Apprentice in Wonderland, by Ramin Setoodeh
Setoodeh, the co-editor in chief of Variety, goes deep behind the scenes at “The Apprentice,” the show that transformed Donald Trump from a bankrupt businessman and tabloid fixture into a reality TV star.
Little Rot, by Akwaeke Emezi
Emezi’s latest is part deep dive into Nigeria’s underworld, part exploration of love and desire. The story opens as Aima and Kalu end their relationship. Each decides to join their friends for an independent night out, but instead of helping them relax, the evening spirals, exposing both of them to a dangerous side of Lagos.
On Call, by Anthony Fauci
The unflappable doctor who led the United States through public-health maelstroms — including the AIDS epidemic and Covid-19 — traces his six-decade career. Sharing his life story, he said, may “inspire younger individuals in particular to consider careers in public health and public service.”
Middle of the Night, by Riley Sager
When he was 10, Ethan spent an evening camping in his yard with his best friend Billy, but when he woke up in the morning, he found that something — or someone — had violently ripped open their tent, and Billy had vanished. Thirty years later, Ethan tries to get to the bottom of what happened.
Parade, by Rachel Cusk
In her new novel, Cusk presents the enigmatic lives and predicaments of several artists identified by the initial “G”: a man who becomes famous for painting his wife upside down; a painter who escapes her troubled childhood, only to wind up in a troubled marriage; a filmmaker considering the legacy of his imperious mother. Throughout the book, Cusk takes on knotty questions about art, family and selfhood.
Same As It Ever Was, by Claire Lombardo
Lombardo’s novel takes readers to the heart of domestic drama. As her youngest child prepares to leave home, a middle-age woman looks back on the choices that landed her where she is now.

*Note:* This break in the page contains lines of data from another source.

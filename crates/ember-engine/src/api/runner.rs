use crate::api::game::{EngineConfig, Game};
use crate::api::host::{Host, HostSignal};
use crate::assets::cache::AssetCache;
use crate::assets::types::AssetLoader;
use crate::core::scene::Scene;
use crate::core::time::FramePacer;
use crate::error::{EngineError, Result};
use crate::input::keyboard::KeyboardState;
use crate::input::queue::{InputEvent, InputQueue};
use crate::renderer::submission::{FrameStats, Renderer};
use crate::renderer::traits::GraphicsBackend;

/// Generic game runner that wires up the engine loop.
///
/// Owns the scene, renderer, asset cache and input state for one game.
/// Each frame runs input collection, update, reconciliation and draw
/// submission in that order.
pub struct GameRunner<G: Game> {
    game: G,
    scene: Scene,
    renderer: Renderer,
    assets: AssetCache,
    input: InputQueue,
    keys: KeyboardState,
    pacer: FramePacer,
    config: EngineConfig,
    initialized: bool,
    running: bool,
    last_stats: FrameStats,
}

impl<G: Game> GameRunner<G> {
    pub fn new(game: G, loader: impl AssetLoader + 'static) -> Self {
        let config = game.config();
        Self {
            renderer: Renderer::new(&config),
            pacer: FramePacer::from_millis(config.tick_ms, config.max_delta_ms),
            game,
            scene: Scene::new(),
            assets: AssetCache::new(loader),
            input: InputQueue::new(),
            keys: KeyboardState::new(),
            config,
            initialized: false,
            running: false,
            last_stats: FrameStats::default(),
        }
    }

    /// Load shaders, create the sprite quad and let the game spawn its
    /// initial actors. Call once before `run` or `frame`.
    pub fn init(&mut self, backend: &mut dyn GraphicsBackend) -> Result<()> {
        self.renderer.initialize(backend, &self.config)?;
        self.game.load(&mut self.scene, &mut self.assets)?;
        self.initialized = true;
        self.running = true;
        log::info!(
            "{} initialized: {} actors, {} textures, {} meshes",
            self.config.title,
            self.scene.len(),
            self.assets.texture_count(),
            self.assets.mesh_count()
        );
        Ok(())
    }

    /// Push an input event into the queue.
    pub fn push_input(&mut self, event: InputEvent) {
        self.input.push(event);
    }

    /// Run one frame with an explicit delta in seconds.
    pub fn frame(&mut self, dt: f32, backend: &mut dyn GraphicsBackend) -> Result<FrameStats> {
        if !self.initialized {
            return Err(EngineError::NotInitialized);
        }

        self.keys.apply_all(&self.input.drain());
        if let Some(quit) = self.config.quit_key {
            if self.keys.is_down(quit) {
                log::info!("quit key pressed");
                self.running = false;
            }
        }

        self.scene.process_input(&self.keys);
        let game = &mut self.game;
        let keys = &self.keys;
        self.scene.update_with(dt, |scene| game.update(scene, keys, dt));

        let renderer = &self.renderer;
        let stats = self.scene.render(|scene| renderer.draw(scene, backend))?;
        if stats.failures > 0 {
            log::debug!("{} draw failures this frame", stats.failures);
        }
        self.last_stats = stats;
        Ok(stats)
    }

    /// Loop until the host or the quit key stops it.
    pub fn run(&mut self, host: &mut dyn Host, backend: &mut dyn GraphicsBackend) -> Result<()> {
        if !self.initialized {
            return Err(EngineError::NotInitialized);
        }
        self.pacer.reset();
        while self.running {
            if host.pump(&mut self.input) == HostSignal::Quit {
                log::info!("host requested quit");
                self.running = false;
                break;
            }
            let dt = self.pacer.wait();
            self.frame(dt, backend)?;
        }
        log::info!("run loop finished after {} frames", self.pacer.frame_count());
        Ok(())
    }

    /// Destroy every actor, release assets and unload shaders.
    pub fn shutdown(&mut self, backend: &mut dyn GraphicsBackend) {
        self.scene.clear();
        self.assets.unload();
        self.renderer.shutdown(backend);
        self.initialized = false;
        self.running = false;
    }

    pub fn is_running(&self) -> bool {
        self.running
    }

    pub fn scene(&self) -> &Scene {
        &self.scene
    }

    pub fn scene_mut(&mut self) -> &mut Scene {
        &mut self.scene
    }

    pub fn game(&self) -> &G {
        &self.game
    }

    pub fn config(&self) -> &EngineConfig {
        &self.config
    }

    pub fn keys(&self) -> &KeyboardState {
        &self.keys
    }

    pub fn last_stats(&self) -> FrameStats {
        self.last_stats
    }
}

When the Clock Broke, by John Ganz
For this account of America in the 1990s, Ganz ditches the familiar narrative about a decade of relative peace and prosperity for a disturbing tale of populists, nativists and demagogues, who, acting on the margins of U.S. politics, helped shatter the post-Cold War consensus and usher in anti-democratic forces that plague the country today.
Bear, by Julia Phillips
Two working-class sisters struggle for happiness on a small island off the coast of Washington. Enter … an enormous bear. The author’s debut, “Disappearing Earth,” was a New York Times Best Book of 2019.

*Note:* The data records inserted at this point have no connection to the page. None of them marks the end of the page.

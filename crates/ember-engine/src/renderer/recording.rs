//! Headless backend that records every call.
//!
//! Used by the demo host when no window is available and by tests to assert
//! on submission order.

use std::collections::HashSet;

use crate::error::{EngineError, Result};
use crate::renderer::traits::{
    BlendMode, GraphicsBackend, Primitive, ShaderId, TextureId, Uniform, VertexArrayId,
};

/// One recorded backend call.
#[derive(Debug, Clone, PartialEq)]
pub enum BackendCall {
    LoadShader { vert: String, frag: String, id: ShaderId },
    UnloadShader(ShaderId),
    CreateVertexArray { id: VertexArrayId, vertex_bytes: usize, index_count: usize },
    DestroyVertexArray(VertexArrayId),
    Clear([f32; 4]),
    DepthTest(bool),
    Blend(BlendMode),
    Activate(ShaderId),
    SetUniform { name: String, value: Uniform },
    BindTexture(TextureId),
    BindVertexArray(VertexArrayId),
    DrawIndexed { primitive: Primitive, index_count: u32 },
    Present,
}

#[derive(Debug, Default)]
pub struct RecordingBackend {
    calls: Vec<BackendCall>,
    next_id: u32,
    failing_shaders: HashSet<String>,
    failing_textures: HashSet<TextureId>,
    bound_texture: Option<TextureId>,
}

impl RecordingBackend {
    pub fn new() -> Self {
        Self::default()
    }

    /// Make `load_shader` fail for this vertex shader path.
    pub fn fail_shader(mut self, vert_path: impl Into<String>) -> Self {
        self.failing_shaders.insert(vert_path.into());
        self
    }

    /// Make draws fail while this texture is bound.
    pub fn fail_draws_with(mut self, texture: TextureId) -> Self {
        self.failing_textures.insert(texture);
        self
    }

    pub fn calls(&self) -> &[BackendCall] {
        &self.calls
    }

    /// Forget recorded calls, keeping configuration.
    pub fn reset(&mut self) {
        self.calls.clear();
    }

    pub fn draw_count(&self) -> usize {
        self.calls
            .iter()
            .filter(|c| matches!(c, BackendCall::DrawIndexed { .. }))
            .count()
    }

    /// Textures bound immediately before each draw, in order.
    pub fn drawn_textures(&self) -> Vec<TextureId> {
        let mut bound = None;
        let mut out = Vec::new();
        for call in &self.calls {
            match call {
                BackendCall::BindTexture(t) => bound = Some(*t),
                BackendCall::DrawIndexed { .. } => {
                    if let Some(t) = bound {
                        out.push(t);
                    }
                }
                _ => {}
            }
        }
        out
    }

    fn next(&mut self) -> u32 {
        self.next_id += 1;
        self.next_id
    }
}

impl GraphicsBackend for RecordingBackend {
    fn backend(&self) -> &'static str {
        "headless"
    }

    fn load_shader(&mut self, vert_path: &str, frag_path: &str) -> Result<ShaderId> {
        if self.failing_shaders.contains(vert_path) {
            return Err(EngineError::Shader(format!("failed to compile {vert_path}")));
        }
        let id = ShaderId(self.next());
        self.calls.push(BackendCall::LoadShader {
            vert: vert_path.to_owned(),
            frag: frag_path.to_owned(),
            id,
        });
        Ok(id)
    }

    fn unload_shader(&mut self, shader: ShaderId) {
        self.calls.push(BackendCall::UnloadShader(shader));
    }

    fn create_vertex_array(&mut self, vertices: &[u8], _stride: usize, indices: &[u32]) -> Result<VertexArrayId> {
        let id = VertexArrayId(self.next());
        self.calls.push(BackendCall::CreateVertexArray {
            id,
            vertex_bytes: vertices.len(),
            index_count: indices.len(),
        });
        Ok(id)
    }

    fn destroy_vertex_array(&mut self, vertex_array: VertexArrayId) {
        self.calls.push(BackendCall::DestroyVertexArray(vertex_array));
    }

    fn clear(&mut self, color: [f32; 4]) {
        self.calls.push(BackendCall::Clear(color));
    }

    fn set_depth_test(&mut self, enabled: bool) {
        self.calls.push(BackendCall::DepthTest(enabled));
    }

    fn set_blend(&mut self, mode: BlendMode) {
        self.calls.push(BackendCall::Blend(mode));
    }

    fn activate(&mut self, shader: ShaderId) {
        self.calls.push(BackendCall::Activate(shader));
    }

    fn set_uniform(&mut self, name: &str, value: Uniform) {
        self.calls.push(BackendCall::SetUniform {
            name: name.to_owned(),
            value,
        });
    }

    fn bind_texture(&mut self, texture: TextureId) {
        self.bound_texture = Some(texture);
        self.calls.push(BackendCall::BindTexture(texture));
    }

    fn bind_vertex_array(&mut self, vertex_array: VertexArrayId) {
        self.calls.push(BackendCall::BindVertexArray(vertex_array));
    }

    fn draw_indexed(&mut self, primitive: Primitive, index_count: u32) -> Result<()> {
        if let Some(t) = self.bound_texture {
            if self.failing_textures.contains(&t) {
                return Err(EngineError::Backend(format!("draw failed with texture {}", t.0)));
            }
        }
        self.calls.push(BackendCall::DrawIndexed { primitive, index_count });
        Ok(())
    }

    fn present(&mut self) {
        self.calls.push(BackendCall::Present);
    }
}

#[cfg(test)]
mod tests {
    use super::*;

    #[test]
    fn records_in_order() {
        let mut backend = RecordingBackend::new();
        backend.clear([0.0; 4]);
        backend.bind_texture(TextureId(3));
        backend.draw_indexed(Primitive::Triangles, 6).unwrap();
        backend.present();
        assert_eq!(backend.calls().len(), 4);
        assert_eq!(backend.draw_count(), 1);
        assert_eq!(backend.drawn_textures(), vec![TextureId(3)]);
        assert_eq!(backend.calls().last(), Some(&BackendCall::Present));
    }

    #[test]
    fn failing_shader_returns_error() {
        let mut backend = RecordingBackend::new().fail_shader("bad.vert");
        assert!(backend.load_shader("bad.vert", "bad.frag").is_err());
        assert!(backend.load_shader("ok.vert", "ok.frag").is_ok());
    }

    #[test]
    fn failing_texture_fails_draw_without_recording() {
        let mut backend = RecordingBackend::new().fail_draws_with(TextureId(9));
        backend.bind_texture(TextureId(9));
        assert!(backend.draw_indexed(Primitive::Triangles, 6).is_err());
        assert_eq!(backend.draw_count(), 0);
    }
}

Cue the Sun!, by Emily Nussbaum
From “Queen for a Day” to “The Real World,” “Survivor” and “The Apprentice,” it’s all here in the New Yorker staff writer’s capacious look at the early history and explosive growth of reality TV — the pop-culture genre we love to hate, hate to love and just can’t quit.

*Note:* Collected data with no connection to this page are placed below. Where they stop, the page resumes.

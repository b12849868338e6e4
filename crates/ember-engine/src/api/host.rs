use crate::input::queue::InputQueue;

/// What the host wants the run loop to do next.
#[derive(Debug, Clone, Copy, PartialEq, Eq)]
pub enum HostSignal {
    Continue,
    /// The window was closed or the platform asked the app to exit.
    Quit,
}

/// Window and OS event source.
///
/// The host owns the window. Once per frame it translates pending platform
/// events into `InputQueue` entries.
pub trait Host {
    fn pump(&mut self, input: &mut InputQueue) -> HostSignal;
}
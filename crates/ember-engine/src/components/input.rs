use crate::api::types::KeyCode;
use crate::components::motion::{MoveComponent, WrapBounds, MOTION_UPDATE_ORDER};
use crate::core::component::{Component, ComponentContext};
use crate::input::keyboard::KeyboardState;

/// Keys that drive an [`InputComponent`].
#[derive(Debug, Clone, Copy, PartialEq, Eq)]
pub struct KeyBindings {
    pub forward: KeyCode,
    pub back: KeyCode,
    pub clockwise: KeyCode,
    pub counter_clockwise: KeyCode,
}

impl KeyBindings {
    pub fn wasd() -> Self {
        Self {
            forward: KeyCode::W,
            back: KeyCode::S,
            clockwise: KeyCode::A,
            counter_clockwise: KeyCode::D,
        }
    }

    pub fn arrows() -> Self {
        Self {
            forward: KeyCode::UP,
            back: KeyCode::DOWN,
            clockwise: KeyCode::RIGHT,
            counter_clockwise: KeyCode::LEFT,
        }
    }
}

/// Motion whose speeds are set from held keys each frame.
#[derive(Debug, Clone)]
pub struct InputComponent {
    motion: MoveComponent,
    pub bindings: KeyBindings,
    pub max_forward_speed: f32,
    pub max_angular_speed: f32,
}

impl InputComponent {
    pub fn new(bindings: KeyBindings, max_forward_speed: f32, max_angular_speed: f32) -> Self {
        Self {
            motion: MoveComponent::new(),
            bindings,
            max_forward_speed,
            max_angular_speed,
        }
    }

    pub fn with_wrap(mut self, bounds: WrapBounds) -> Self {
        self.motion.wrap = Some(bounds);
        self
    }

    pub fn motion(&self) -> &MoveComponent {
        &self.motion
    }
}

impl Component for InputComponent {
    fn update_order(&self) -> i32 {
        MOTION_UPDATE_ORDER
    }

    fn update(&mut self, ctx: &mut ComponentContext<'_>, dt: f32) {
        self.motion.apply(ctx, dt);
    }

    fn process_input(&mut self, keys: &KeyboardState) {
        let mut forward = 0.0;
        if keys.is_down(self.bindings.forward) {
            forward += self.max_forward_speed;
        }
        if keys.is_down(self.bindings.back) {
            forward -= self.max_forward_speed;
        }

        let mut angular = 0.0;
        if keys.is_down(self.bindings.clockwise) {
            angular += self.max_angular_speed;
        }
        if keys.is_down(self.bindings.counter_clockwise) {
            angular -= self.max_angular_speed;
        }

        self.motion.forward_speed = forward;
        self.motion.angular_speed = angular;
    }
}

Frostbite, by Nicola Twilley
The food and science writer travels the length of the cold chain, talking up the people who fill our shipping containers and cheese caves. She meets a frozen dumpling billionaire, explores “the largest concentrated juice-storage facility in North America” and even explains why being chilly really does encourage you to catch a cold.